### What the exercise asks
Go through the entries one line at a time, and gather every line that has the word "abstraction".

[Dataset entries]
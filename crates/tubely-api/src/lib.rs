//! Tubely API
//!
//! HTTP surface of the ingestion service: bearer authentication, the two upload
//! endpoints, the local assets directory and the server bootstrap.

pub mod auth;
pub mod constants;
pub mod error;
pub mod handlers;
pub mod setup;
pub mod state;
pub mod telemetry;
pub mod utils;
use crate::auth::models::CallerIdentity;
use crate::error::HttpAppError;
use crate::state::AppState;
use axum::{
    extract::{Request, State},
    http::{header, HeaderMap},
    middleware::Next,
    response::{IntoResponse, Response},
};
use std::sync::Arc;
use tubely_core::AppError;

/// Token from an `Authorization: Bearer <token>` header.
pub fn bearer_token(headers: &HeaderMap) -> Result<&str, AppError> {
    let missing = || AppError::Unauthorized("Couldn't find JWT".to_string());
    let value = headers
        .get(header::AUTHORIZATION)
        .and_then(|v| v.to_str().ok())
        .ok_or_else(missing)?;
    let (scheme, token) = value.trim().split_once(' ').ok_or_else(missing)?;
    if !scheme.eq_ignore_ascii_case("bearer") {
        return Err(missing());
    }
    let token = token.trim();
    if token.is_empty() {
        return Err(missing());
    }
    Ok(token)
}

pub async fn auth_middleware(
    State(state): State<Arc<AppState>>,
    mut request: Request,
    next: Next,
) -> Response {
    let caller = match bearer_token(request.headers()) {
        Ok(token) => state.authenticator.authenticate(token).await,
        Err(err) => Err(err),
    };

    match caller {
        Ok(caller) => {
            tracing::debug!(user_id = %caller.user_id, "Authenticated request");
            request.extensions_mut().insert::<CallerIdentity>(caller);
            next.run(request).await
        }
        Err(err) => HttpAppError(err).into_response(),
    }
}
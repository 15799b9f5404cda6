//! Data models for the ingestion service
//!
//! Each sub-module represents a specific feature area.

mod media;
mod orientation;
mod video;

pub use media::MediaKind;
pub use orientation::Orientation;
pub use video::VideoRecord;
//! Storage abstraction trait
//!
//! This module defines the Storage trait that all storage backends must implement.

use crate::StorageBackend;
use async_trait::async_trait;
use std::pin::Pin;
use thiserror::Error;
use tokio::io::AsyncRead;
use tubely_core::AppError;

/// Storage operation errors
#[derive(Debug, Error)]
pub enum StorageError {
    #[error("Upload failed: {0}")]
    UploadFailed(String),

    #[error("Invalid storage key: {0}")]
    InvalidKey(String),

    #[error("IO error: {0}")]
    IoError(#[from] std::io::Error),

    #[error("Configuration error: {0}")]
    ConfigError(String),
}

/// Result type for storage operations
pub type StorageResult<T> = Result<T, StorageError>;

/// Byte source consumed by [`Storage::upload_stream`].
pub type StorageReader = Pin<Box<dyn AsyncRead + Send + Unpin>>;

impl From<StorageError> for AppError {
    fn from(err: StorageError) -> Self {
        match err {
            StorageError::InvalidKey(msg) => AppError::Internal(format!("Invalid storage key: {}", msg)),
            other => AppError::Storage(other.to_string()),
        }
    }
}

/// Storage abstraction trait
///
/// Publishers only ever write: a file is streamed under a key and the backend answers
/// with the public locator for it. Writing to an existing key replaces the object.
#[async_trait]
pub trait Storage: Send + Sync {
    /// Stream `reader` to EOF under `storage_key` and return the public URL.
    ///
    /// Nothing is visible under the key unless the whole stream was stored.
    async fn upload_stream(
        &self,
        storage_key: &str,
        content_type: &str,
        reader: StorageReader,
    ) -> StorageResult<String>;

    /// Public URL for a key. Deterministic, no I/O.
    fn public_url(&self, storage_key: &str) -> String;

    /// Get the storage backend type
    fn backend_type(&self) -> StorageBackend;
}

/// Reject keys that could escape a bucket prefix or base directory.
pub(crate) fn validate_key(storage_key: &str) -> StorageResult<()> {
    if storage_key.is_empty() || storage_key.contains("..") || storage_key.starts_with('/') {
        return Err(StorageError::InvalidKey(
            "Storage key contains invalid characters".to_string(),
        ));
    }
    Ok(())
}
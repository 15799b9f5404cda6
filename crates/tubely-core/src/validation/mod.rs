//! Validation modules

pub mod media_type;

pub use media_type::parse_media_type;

### Response
//! Storage abstraction trait
/// Storage abstraction trait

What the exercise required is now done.